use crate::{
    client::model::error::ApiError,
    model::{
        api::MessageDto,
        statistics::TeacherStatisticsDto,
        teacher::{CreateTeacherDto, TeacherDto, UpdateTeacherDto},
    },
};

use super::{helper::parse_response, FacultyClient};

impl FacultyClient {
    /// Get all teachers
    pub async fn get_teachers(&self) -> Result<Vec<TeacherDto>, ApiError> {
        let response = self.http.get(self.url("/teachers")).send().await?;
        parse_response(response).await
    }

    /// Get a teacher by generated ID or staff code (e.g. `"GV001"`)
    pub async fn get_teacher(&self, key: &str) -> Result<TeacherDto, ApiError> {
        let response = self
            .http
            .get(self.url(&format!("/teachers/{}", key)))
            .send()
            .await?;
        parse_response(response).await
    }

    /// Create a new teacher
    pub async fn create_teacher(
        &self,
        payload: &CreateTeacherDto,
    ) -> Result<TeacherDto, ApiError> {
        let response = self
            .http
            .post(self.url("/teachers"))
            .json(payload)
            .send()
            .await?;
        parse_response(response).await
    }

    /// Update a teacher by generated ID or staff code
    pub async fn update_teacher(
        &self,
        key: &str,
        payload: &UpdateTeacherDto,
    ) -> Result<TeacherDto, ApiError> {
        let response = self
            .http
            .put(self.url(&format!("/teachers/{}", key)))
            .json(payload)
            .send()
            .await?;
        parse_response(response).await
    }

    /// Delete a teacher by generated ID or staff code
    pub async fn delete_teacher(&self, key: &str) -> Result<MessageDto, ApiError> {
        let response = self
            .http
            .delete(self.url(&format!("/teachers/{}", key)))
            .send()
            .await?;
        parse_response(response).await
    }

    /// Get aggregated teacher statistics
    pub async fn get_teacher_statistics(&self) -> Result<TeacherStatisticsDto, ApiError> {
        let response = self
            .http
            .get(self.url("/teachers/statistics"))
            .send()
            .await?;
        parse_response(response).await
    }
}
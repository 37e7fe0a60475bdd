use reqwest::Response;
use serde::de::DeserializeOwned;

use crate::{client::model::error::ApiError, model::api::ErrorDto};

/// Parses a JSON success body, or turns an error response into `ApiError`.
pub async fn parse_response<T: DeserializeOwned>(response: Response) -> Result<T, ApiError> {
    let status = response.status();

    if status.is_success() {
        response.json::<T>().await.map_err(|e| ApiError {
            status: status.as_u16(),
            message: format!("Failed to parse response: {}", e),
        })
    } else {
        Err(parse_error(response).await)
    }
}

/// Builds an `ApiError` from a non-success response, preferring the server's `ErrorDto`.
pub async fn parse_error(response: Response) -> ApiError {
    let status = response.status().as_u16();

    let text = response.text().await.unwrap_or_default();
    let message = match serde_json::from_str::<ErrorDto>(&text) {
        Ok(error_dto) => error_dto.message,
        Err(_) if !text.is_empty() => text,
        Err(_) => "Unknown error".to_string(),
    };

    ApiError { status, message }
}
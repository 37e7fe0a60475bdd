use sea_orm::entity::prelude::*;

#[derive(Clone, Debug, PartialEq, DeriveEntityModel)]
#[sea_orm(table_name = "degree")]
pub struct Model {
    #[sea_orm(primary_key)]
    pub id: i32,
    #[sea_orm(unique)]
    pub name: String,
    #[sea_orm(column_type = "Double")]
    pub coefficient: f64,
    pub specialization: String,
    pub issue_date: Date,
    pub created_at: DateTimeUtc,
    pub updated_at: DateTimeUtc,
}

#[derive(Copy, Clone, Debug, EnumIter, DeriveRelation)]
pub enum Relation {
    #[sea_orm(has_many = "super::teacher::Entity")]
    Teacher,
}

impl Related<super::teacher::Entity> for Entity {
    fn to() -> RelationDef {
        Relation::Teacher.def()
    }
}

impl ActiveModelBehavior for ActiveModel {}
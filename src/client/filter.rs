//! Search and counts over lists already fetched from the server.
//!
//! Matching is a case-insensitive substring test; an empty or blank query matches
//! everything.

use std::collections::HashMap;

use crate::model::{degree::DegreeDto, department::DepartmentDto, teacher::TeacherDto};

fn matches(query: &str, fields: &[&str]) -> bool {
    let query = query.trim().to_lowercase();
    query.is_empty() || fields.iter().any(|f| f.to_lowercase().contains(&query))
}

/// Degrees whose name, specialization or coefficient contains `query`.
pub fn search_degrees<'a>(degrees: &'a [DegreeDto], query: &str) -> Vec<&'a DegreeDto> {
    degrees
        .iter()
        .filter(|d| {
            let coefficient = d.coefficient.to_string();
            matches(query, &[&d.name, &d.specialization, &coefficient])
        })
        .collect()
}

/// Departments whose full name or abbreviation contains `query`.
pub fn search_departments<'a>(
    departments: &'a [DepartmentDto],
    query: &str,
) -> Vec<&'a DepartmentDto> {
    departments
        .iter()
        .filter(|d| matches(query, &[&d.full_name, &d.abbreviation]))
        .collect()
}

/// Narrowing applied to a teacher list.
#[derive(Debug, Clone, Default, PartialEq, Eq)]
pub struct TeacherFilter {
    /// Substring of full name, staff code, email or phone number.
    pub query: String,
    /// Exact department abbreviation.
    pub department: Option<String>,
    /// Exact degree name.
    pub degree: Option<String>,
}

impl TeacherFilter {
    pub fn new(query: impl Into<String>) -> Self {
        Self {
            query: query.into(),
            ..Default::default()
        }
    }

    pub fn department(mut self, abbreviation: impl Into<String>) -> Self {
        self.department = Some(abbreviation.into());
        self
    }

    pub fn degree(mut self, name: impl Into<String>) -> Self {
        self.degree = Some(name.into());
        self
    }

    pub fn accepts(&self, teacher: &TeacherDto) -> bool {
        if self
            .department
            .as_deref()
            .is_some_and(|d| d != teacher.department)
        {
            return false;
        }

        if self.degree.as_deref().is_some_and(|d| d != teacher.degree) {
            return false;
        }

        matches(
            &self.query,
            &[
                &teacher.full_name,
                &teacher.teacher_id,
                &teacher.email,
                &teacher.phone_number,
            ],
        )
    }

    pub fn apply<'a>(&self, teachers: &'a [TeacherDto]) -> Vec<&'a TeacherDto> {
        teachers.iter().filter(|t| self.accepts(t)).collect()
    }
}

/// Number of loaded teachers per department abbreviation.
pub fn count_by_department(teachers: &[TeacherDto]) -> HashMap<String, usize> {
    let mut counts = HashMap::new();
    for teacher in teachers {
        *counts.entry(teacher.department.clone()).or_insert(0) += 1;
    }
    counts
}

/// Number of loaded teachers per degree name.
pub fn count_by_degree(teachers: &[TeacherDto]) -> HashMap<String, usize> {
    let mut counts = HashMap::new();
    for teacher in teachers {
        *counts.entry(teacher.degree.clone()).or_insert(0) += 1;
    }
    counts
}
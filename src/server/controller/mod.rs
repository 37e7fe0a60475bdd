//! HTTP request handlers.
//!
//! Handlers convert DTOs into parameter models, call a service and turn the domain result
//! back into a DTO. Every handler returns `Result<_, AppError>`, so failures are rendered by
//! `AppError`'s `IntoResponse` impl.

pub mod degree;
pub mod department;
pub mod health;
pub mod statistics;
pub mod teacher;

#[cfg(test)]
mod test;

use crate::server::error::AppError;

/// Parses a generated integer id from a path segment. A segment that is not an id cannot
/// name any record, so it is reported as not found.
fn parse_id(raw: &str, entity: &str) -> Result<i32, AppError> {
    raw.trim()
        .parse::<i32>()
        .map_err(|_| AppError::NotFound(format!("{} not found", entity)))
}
________________
▸ **PROBLEM**
Could you retype every record above exactly as written?

▸ **SOLUTION**
use crate::{
    client::model::error::ApiError,
    model::{
        api::MessageDto,
        statistics::TeacherStatisticsDto,
        teacher::{CreateTeacherDto, TeacherDto, UpdateTeacherDto},
    },
};

use super::{helper::parse_response, FacultyClient};

impl FacultyClient {
    /// Get all teachers
    pub async fn get_teachers(&self) -> Result<Vec<TeacherDto>, ApiError> {
        let response = self.http.get(self.url("/teachers")).send().await?;
        parse_response(response).await
    }

    /// Get a teacher by generated ID or staff code (e.g. `"GV001"`)
    pub async fn get_teacher(&self, key: &str) -> Result<TeacherDto, ApiError> {
        let response = self
            .http
            .get(self.url(&format!("/teachers/{}", key)))
            .send()
            .await?;
        parse_response(response).await
    }

    /// Create a new teacher
    pub async fn create_teacher(
        &self,
        payload: &CreateTeacherDto,
    ) -> Result<TeacherDto, ApiError> {
        let response = self
            .http
            .post(self.url("/teachers"))
            .json(payload)
            .send()
            .await?;
        parse_response(response).await
    }

    /// Update a teacher by generated ID or staff code
    pub async fn update_teacher(
        &self,
        key: &str,
        payload: &UpdateTeacherDto,
    ) -> Result<TeacherDto, ApiError> {
        let response = self
            .http
            .put(self.url(&format!("/teachers/{}", key)))
            .json(payload)
            .send()
            .await?;
        parse_response(response).await
    }

    /// Delete a teacher by generated ID or staff code
    pub async fn delete_teacher(&self, key: &str) -> Result<MessageDto, ApiError> {
        let response = self
            .http
            .delete(self.url(&format!("/teachers/{}", key)))
            .send()
            .await?;
        parse_response(response).await
    }

    /// Get aggregated teacher statistics
    pub async fn get_teacher_statistics(&self) -> Result<TeacherStatisticsDto, ApiError> {
        let response = self
            .http
            .get(self.url("/teachers/statistics"))
            .send()
            .await?;
        parse_response(response).await
    }
}
repository 37e7fe0a60475bdd
use reqwest::Response;
use serde::de::DeserializeOwned;

use crate::{client::model::error::ApiError, model::api::ErrorDto};

/// Parses a JSON success body, or turns an error response into `ApiError`.
pub async fn parse_response<T: DeserializeOwned>(response: Response) -> Result<T, ApiError> {
    let status = response.status();

    if status.is_success() {
        response.json::<T>().await.map_err(|e| ApiError {
            status: status.as_u16(),
            message: format!("Failed to parse response: {}", e),
        })
    } else {
        Err(parse_error(response).await)
    }
}

/// Builds an `ApiError` from a non-success response, preferring the server's `ErrorDto`.
pub async fn parse_error(response: Response) -> ApiError {
    let status = response.status().as_u16();

    let text = response.text().await.unwrap_or_default();
    let message = match serde_json::from_str::<ErrorDto>(&text) {
        Ok(error_dto) => error_dto.message,
        Err(_) if !text.is_empty() => text,
        Err(_) => "Unknown error".to_string(),
    };

    ApiError { status, message }
}
repository 37e7fe0a60475bdd
use sea_orm::entity::prelude::*;

#[derive(Clone, Debug, PartialEq, DeriveEntityModel)]
#[sea_orm(table_name = "degree")]
pub struct Model {
    #[sea_orm(primary_key)]
    pub id: i32,
    #[sea_orm(unique)]
    pub name: String,
    #[sea_orm(column_type = "Double")]
    pub coefficient: f64,
    pub specialization: String,
    pub issue_date: Date,
    pub created_at: DateTimeUtc,
    pub updated_at: DateTimeUtc,
}

#[derive(Copy, Clone, Debug, EnumIter, DeriveRelation)]
pub enum Relation {
    #[sea_orm(has_many = "super::teacher::Entity")]
    Teacher,
}

impl Related<super::teacher::Entity> for Entity {
    fn to() -> RelationDef {
        Relation::Teacher.def()
    }
}

impl ActiveModelBehavior for ActiveModel {}
filename src/client/filter.rs
//! Search and counts over lists already fetched from the server.
//!
//! Matching is a case-insensitive substring test; an empty or blank query matches
//! everything.

use std::collections::HashMap;

use crate::model::{degree::DegreeDto, department::DepartmentDto, teacher::TeacherDto};

fn matches(query: &str, fields: &[&str]) -> bool {
    let query = query.trim().to_lowercase();
    query.is_empty() || fields.iter().any(|f| f.to_lowercase().contains(&query))
}

/// Degrees whose name, specialization or coefficient contains `query`.
pub fn search_degrees<'a>(degrees: &'a [DegreeDto], query: &str) -> Vec<&'a DegreeDto> {
    degrees
        .iter()
        .filter(|d| {
            let coefficient = d.coefficient.to_string();
            matches(query, &[&d.name, &d.specialization, &coefficient])
        })
        .collect()
}

/// Departments whose full name or abbreviation contains `query`.
pub fn search_departments<'a>(
    departments: &'a [DepartmentDto],
    query: &str,
) -> Vec<&'a DepartmentDto> {
    departments
        .iter()
        .filter(|d| matches(query, &[&d.full_name, &d.abbreviation]))
        .collect()
}

/// Narrowing applied to a teacher list.
#[derive(Debug, Clone, Default, PartialEq, Eq)]
pub struct TeacherFilter {
    /// Substring of full name, staff code, email or phone number.
    pub query: String,
    /// Exact department abbreviation.
    pub department: Option<String>,
    /// Exact degree name.
    pub degree: Option<String>,
}

impl TeacherFilter {
    pub fn new(query: impl Into<String>) -> Self {
        Self {
            query: query.into(),
            ..Default::default()
        }
    }

    pub fn department(mut self, abbreviation: impl Into<String>) -> Self {
        self.department = Some(abbreviation.into());
        self
    }

    pub fn degree(mut self, name: impl Into<String>) -> Self {
        self.degree = Some(name.into());
        self
    }

    pub fn accepts(&self, teacher: &TeacherDto) -> bool {
        if self
            .department
            .as_deref()
            .is_some_and(|d| d != teacher.department)
        {
            return false;
        }

        if self.degree.as_deref().is_some_and(|d| d != teacher.degree) {
            return false;
        }

        matches(
            &self.query,
            &[
                &teacher.full_name,
                &teacher.teacher_id,
                &teacher.email,
                &teacher.phone_number,
            ],
        )
    }

    pub fn apply<'a>(&self, teachers: &'a [TeacherDto]) -> Vec<&'a TeacherDto> {
        teachers.iter().filter(|t| self.accepts(t)).collect()
    }
}

/// Number of loaded teachers per department abbreviation.
pub fn count_by_department(teachers: &[TeacherDto]) -> HashMap<String, usize> {
    let mut counts = HashMap::new();
    for teacher in teachers {
        *counts.entry(teacher.department.clone()).or_insert(0) += 1;
    }
    counts
}

/// Number of loaded teachers per degree name.
pub fn count_by_degree(teachers: &[TeacherDto]) -> HashMap<String, usize> {
    let mut counts = HashMap::new();
    for teacher in teachers {
        *counts.entry(teacher.degree.clone()).or_insert(0) += 1;
    }
    counts
}
filename src/server/controller/mod.rs
repository 37e7fe0a60475bdd
//! HTTP request handlers.
//!
//! Handlers convert DTOs into parameter models, call a service and turn the domain result
//! back into a DTO. Every handler returns `Result<_, AppError>`, so failures are rendered by
//! `AppError`'s `IntoResponse` impl.

pub mod degree;
pub mod department;
pub mod health;
pub mod statistics;
pub mod teacher;

#[cfg(test)]
mod test;

use crate::server::error::AppError;

/// Parses a generated integer id from a path segment. A segment that is not an id cannot
/// name any record, so it is reported as not found.
fn parse_id(raw: &str, entity: &str) -> Result<i32, AppError> {
    raw.trim()
        .parse::<i32>()
        .map_err(|_| AppError::NotFound(format!("{} not found", entity)))
}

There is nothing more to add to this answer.